[Saved entries]
▼
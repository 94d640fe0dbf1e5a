//! Shared application state for the nodeprism gateway.
//!
//! Everything here is built before the listener accepts connections and is
//! read-only afterwards.

use std::sync::Arc;

use nodeprism_core::error::Result;
use nodeprism_core::CollectorFactory;

use crate::collectors;
use crate::config::ExporterConfig;
use crate::ops::LandingPage;
use crate::policy::AccessControl;
use crate::scrape::{MetricsHandler, MetricsOptions};

#[derive(Clone)]
pub struct AppState {
    inner: Arc<AppStateInner>,
    access: Arc<AccessControl>,
}

struct AppStateInner {
    cfg: ExporterConfig,
    metrics: MetricsHandler,
    landing: LandingPage,
}

impl AppState {
    /// Build application state with the built-in collectors.
    /// Returns Result so main can handle errors gracefully (no panic).
    pub fn new(cfg: ExporterConfig) -> Result<Self> {
        let registry = collectors::builtin_registry(&cfg.collector)?;
        Self::with_factory(cfg, Arc::new(registry))
    }

    /// Build application state around an arbitrary collector factory.
    pub fn with_factory(cfg: ExporterConfig, factory: Arc<dyn CollectorFactory>) -> Result<Self> {
        let allowlist = cfg.web.allowlist();
        if allowlist.is_empty() {
            tracing::info!("IP restriction disabled, all IPs allowed");
        } else {
            tracing::info!(allowed_ips = ?allowlist, "IP restriction enabled");
        }
        let access = Arc::new(AccessControl::new(allowlist));

        let metrics = MetricsHandler::new(
            factory,
            MetricsOptions {
                include_exporter_metrics: !cfg.web.disable_exporter_metrics,
                max_requests: cfg.web.max_requests,
            },
        )?;

        let landing = LandingPage::new(
            "Node Prism",
            "Prometheus node metrics exporter",
            env!("CARGO_PKG_VERSION"),
            &cfg.web.telemetry_path,
        );

        Ok(Self {
            inner: Arc::new(AppStateInner {
                cfg,
                metrics,
                landing,
            }),
            access,
        })
    }

    pub fn cfg(&self) -> &ExporterConfig {
        &self.inner.cfg
    }

    pub fn metrics(&self) -> &MetricsHandler {
        &self.inner.metrics
    }

    pub fn landing(&self) -> &LandingPage {
        &self.inner.landing
    }

    pub fn access(&self) -> Arc<AccessControl> {
        Arc::clone(&self.access)
    }
}
//! Metrics endpoint handler.
//!
//! Owns the unfiltered exposition handler built at startup and the sorted
//! snapshot of enabled collector names recorded by that same build. Filtered
//! scrapes build a fresh registry per request and drop it after responding.

use std::collections::BTreeMap;
use std::sync::Arc;

use axum::{
    http::StatusCode,
    response::{IntoResponse, Response},
};
use prometheus::Registry;

use nodeprism_core::error::{PrismError, Result};
use nodeprism_core::{CollectorFactory, NodeCollector};

use crate::obs::ExporterMetrics;

use super::exposition::{ExpositionHandler, InFlightLimit};
use super::filter::{FilterSpec, ScrapeFilter};
use super::version::version_collector;

#[derive(Debug, Clone, Copy)]
pub struct MetricsOptions {
    /// Serve promhttp_*, process_* and runtime metrics alongside the scrape.
    pub include_exporter_metrics: bool,
    /// Maximum parallel scrapes; 0 disables the bound.
    pub max_requests: usize,
}

/// Which collectors a build should cover.
#[derive(Clone, Copy)]
enum Selection<'a> {
    /// The one startup build: every enabled collector, names recorded.
    Startup,
    Filtered(&'a [String]),
}

struct Built {
    handler: ExpositionHandler,
    collectors: Vec<String>,
}

/// Everything needed to build an exposition handler. Holds no per-request
/// state, so concurrent builds never share a registry.
struct InnerBuilder {
    factory: Arc<dyn CollectorFactory>,
    exporter_metrics: Option<Arc<ExporterMetrics>>,
    limit: InFlightLimit,
}

impl InnerBuilder {
    fn build(&self, selection: Selection<'_>) -> Result<Built> {
        let nc = match selection {
            Selection::Startup => self.factory.build(&[])?,
            Selection::Filtered([]) => NodeCollector::new(BTreeMap::new())?,
            Selection::Filtered(filters) => self.factory.build(filters)?,
        };
        let collectors = nc.names();

        if matches!(selection, Selection::Startup) {
            tracing::info!("Enabled collectors");
            for c in &collectors {
                tracing::info!(collector = %c);
            }
        }

        let registry = Registry::new();
        registry.register(version_collector()?)?;
        registry
            .register(Box::new(nc))
            .map_err(|e| PrismError::Registration(e.to_string()))?;

        let handler = match &self.exporter_metrics {
            Some(exporter) => {
                ExpositionHandler::instrumented(registry, self.limit.clone(), Arc::clone(exporter))
            }
            None => ExpositionHandler::new(registry, self.limit.clone()),
        };
        Ok(Built {
            handler,
            collectors,
        })
    }
}

pub struct MetricsHandler {
    builder: InnerBuilder,
    unfiltered: Arc<ExpositionHandler>,
    enabled_collectors: Arc<[String]>,
}

impl MetricsHandler {
    /// Build the exporter registry (if requested) and the unfiltered handler.
    ///
    /// Runs before the listener accepts anything; an error here is a
    /// configuration error and the caller must not start serving.
    pub fn new(factory: Arc<dyn CollectorFactory>, opts: MetricsOptions) -> Result<Self> {
        let exporter_metrics = if opts.include_exporter_metrics {
            Some(Arc::new(ExporterMetrics::new()?))
        } else {
            None
        };

        let builder = InnerBuilder {
            factory,
            exporter_metrics,
            limit: InFlightLimit::new(opts.max_requests),
        };
        let Built {
            handler,
            collectors,
        } = builder
            .build(Selection::Startup)
            .map_err(|e| PrismError::Config(format!("Couldn't create metrics handler: {e}")))?;

        Ok(Self {
            builder,
            unfiltered: Arc::new(handler),
            enabled_collectors: collectors.into(),
        })
    }

    /// Sorted names recorded by the startup build.
    pub fn enabled_collectors(&self) -> &[String] {
        &self.enabled_collectors
    }

    pub async fn serve(&self, raw_query: Option<&str>) -> Response {
        let spec = FilterSpec::from_query(raw_query);
        tracing::debug!(collects = ?spec.collects, "collect query");
        tracing::debug!(excludes = ?spec.excludes, "exclude query");

        let filter = match spec.into_filter() {
            Ok(f) => f,
            Err(e) => {
                tracing::debug!("rejecting combined collect and exclude queries");
                return (error_status(&e), e.to_string()).into_response();
            }
        };

        if filter == ScrapeFilter::Unfiltered {
            return Arc::clone(&self.unfiltered).serve().await;
        }

        let filters = filter.resolve(&self.enabled_collectors);
        match self.builder.build(Selection::Filtered(&filters)) {
            Ok(built) => Arc::new(built.handler).serve().await,
            Err(e) => {
                tracing::warn!(err = %e, "Couldn't create filtered metrics handler");
                (
                    error_status(&e),
                    format!("Couldn't create filtered metrics handler: {e}"),
                )
                    .into_response()
            }
        }
    }
}

/// 400 for bad filters, 500 for failures on our side.
fn error_status(e: &PrismError) -> StatusCode {
    if e.is_client_error() {
        StatusCode::BAD_REQUEST
    } else {
        StatusCode::INTERNAL_SERVER_ERROR
    }
}

#[cfg(test)]
mod tests {
    use super::*;
    use std::sync::atomic::{AtomicUsize, Ordering};

    use nodeprism_core::{Collector, CollectorRegistry};
    use prometheus::core::Collector as _;
    use prometheus::proto::MetricFamily;
    use prometheus::Gauge;

    struct Named(&'static str);

    impl Collector for Named {
        fn update(&self) -> Result<Vec<MetricFamily>> {
            let g = Gauge::new(format!("node_{}_up", self.0), "test collector")?;
            g.set(1.0);
            Ok(g.collect())
        }
    }

    /// Counts builds so tests can tell whether a registry was constructed.
    struct CountingFactory {
        inner: CollectorRegistry,
        builds: AtomicUsize,
    }

    impl CountingFactory {
        fn new() -> Self {
            let inner = CollectorRegistry::new();
            for name in ["cpu", "disk", "meminfo"] {
                inner.register(name, true, move || Ok(Box::new(Named(name)) as Box<dyn Collector>));
            }
            Self {
                inner,
                builds: AtomicUsize::new(0),
            }
        }
    }

    impl CollectorFactory for CountingFactory {
        fn build(&self, filters: &[String]) -> Result<NodeCollector> {
            self.builds.fetch_add(1, Ordering::SeqCst);
            self.inner.build(filters)
        }
    }

    fn handler(include_exporter_metrics: bool) -> (MetricsHandler, Arc<CountingFactory>) {
        let factory = Arc::new(CountingFactory::new());
        let h = MetricsHandler::new(
            factory.clone(),
            MetricsOptions {
                include_exporter_metrics,
                max_requests: 0,
            },
        )
        .unwrap();
        (h, factory)
    }

    async fn body(resp: Response) -> String {
        let bytes = axum::body::to_bytes(resp.into_body(), usize::MAX).await.unwrap();
        String::from_utf8(bytes.to_vec()).unwrap()
    }

    #[tokio::test]
    async fn startup_records_sorted_snapshot() {
        let (h, factory) = handler(false);
        assert_eq!(h.enabled_collectors(), ["cpu", "disk", "meminfo"]);
        assert_eq!(factory.builds.load(Ordering::SeqCst), 1);
    }

    #[tokio::test]
    async fn unfiltered_scrape_reuses_startup_handler() {
        let (h, factory) = handler(false);
        let resp = h.serve(None).await;
        assert_eq!(resp.status(), StatusCode::OK);
        let text = body(resp).await;
        assert!(text.contains("node_cpu_up 1"));
        assert!(text.contains("nodeprism_build_info"));
        assert_eq!(factory.builds.load(Ordering::SeqCst), 1);
    }

    #[tokio::test]
    async fn combined_query_is_rejected_without_building() {
        let (h, factory) = handler(false);
        let resp = h.serve(Some("collect[]=cpu&exclude[]=disk")).await;
        assert_eq!(resp.status(), StatusCode::BAD_REQUEST);
        assert_eq!(body(resp).await, "Combined collect and exclude queries are not allowed.");
        assert_eq!(factory.builds.load(Ordering::SeqCst), 1);
    }

    #[tokio::test]
    async fn exclude_builds_the_remaining_collectors() {
        let (h, _) = handler(false);
        let text = body(h.serve(Some("exclude[]=disk")).await).await;
        assert!(text.contains("node_cpu_up 1"));
        assert!(text.contains("node_meminfo_up 1"));
        assert!(!text.contains("node_disk_up"));
    }

    #[tokio::test]
    async fn unknown_collector_is_400_and_snapshot_is_unchanged() {
        let (h, _) = handler(false);
        let resp = h.serve(Some("collect[]=nope")).await;
        assert_eq!(resp.status(), StatusCode::BAD_REQUEST);
        assert_eq!(
            body(resp).await,
            "Couldn't create filtered metrics handler: couldn't create collector: missing collector: nope"
        );
        assert_eq!(h.enabled_collectors(), ["cpu", "disk", "meminfo"]);
    }

    #[tokio::test]
    async fn excluding_everything_serves_no_node_collectors() {
        let (h, _) = handler(false);
        let text = body(h.serve(Some("exclude[]=cpu&exclude[]=disk&exclude[]=meminfo")).await).await;
        assert!(text.contains("nodeprism_build_info"));
        assert!(!text.contains("node_cpu_up"));
    }

    #[tokio::test]
    async fn concurrent_filtered_scrapes_are_isolated() {
        let (h, factory) = handler(false);
        let h = Arc::new(h);
        let a = {
            let h = Arc::clone(&h);
            tokio::spawn(async move { body(h.serve(Some("collect[]=cpu")).await).await })
        };
        let b = {
            let h = Arc::clone(&h);
            tokio::spawn(async move { body(h.serve(Some("collect[]=disk")).await).await })
        };
        let (a, b) = (a.await.unwrap(), b.await.unwrap());
        assert!(a.contains("node_cpu_up") && !a.contains("node_disk_up"));
        assert!(b.contains("node_disk_up") && !b.contains("node_cpu_up"));
        assert_eq!(factory.builds.load(Ordering::SeqCst), 3);
        assert_eq!(h.enabled_collectors(), ["cpu", "disk", "meminfo"]);
    }

    #[tokio::test]
    async fn exporter_metrics_are_merged_in() {
        let (h, _) = handler(true);
        let text = body(h.serve(Some("collect[]=cpu")).await).await;
        assert!(text.contains("promhttp_metric_handler_requests_in_flight 1"));
        assert!(text.contains("node_cpu_up 1"));
    }

    #[tokio::test]
    async fn filtered_build_failure_on_our_side_is_500() {
        struct FailsWhenFiltered(CollectorRegistry);
        impl CollectorFactory for FailsWhenFiltered {
            fn build(&self, filters: &[String]) -> Result<NodeCollector> {
                if filters.is_empty() {
                    self.0.build(filters)
                } else {
                    Err(PrismError::Internal("descriptor clash".into()))
                }
            }
        }
        let h = MetricsHandler::new(
            Arc::new(FailsWhenFiltered(CountingFactory::new().inner)),
            MetricsOptions {
                include_exporter_metrics: false,
                max_requests: 0,
            },
        )
        .unwrap();

        let resp = h.serve(Some("collect[]=cpu")).await;
        assert_eq!(resp.status(), StatusCode::INTERNAL_SERVER_ERROR);
        assert_eq!(
            body(resp).await,
            "Couldn't create filtered metrics handler: internal: descriptor clash"
        );

        let resp = h.serve(Some("collect[]=cpu&exclude[]=disk")).await;
        assert_eq!(resp.status(), StatusCode::BAD_REQUEST);
    }

    #[tokio::test]
    async fn startup_failure_is_a_config_error() {
        struct Failing;
        impl CollectorFactory for Failing {
            fn build(&self, _: &[String]) -> Result<NodeCollector> {
                Err(PrismError::Collector("boom".into()))
            }
        }
        let err = MetricsHandler::new(
            Arc::new(Failing),
            MetricsOptions {
                include_exporter_metrics: false,
                max_requests: 0,
            },
        )
        .err()
        .unwrap();
        assert!(matches!(err, PrismError::Config(_)));
    }
}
▲
## EXERCISE OBJECTIVE
Of all the lines above, tally those with the word "LandingPage". Write the total only.

## WRITTEN SOLUTION
4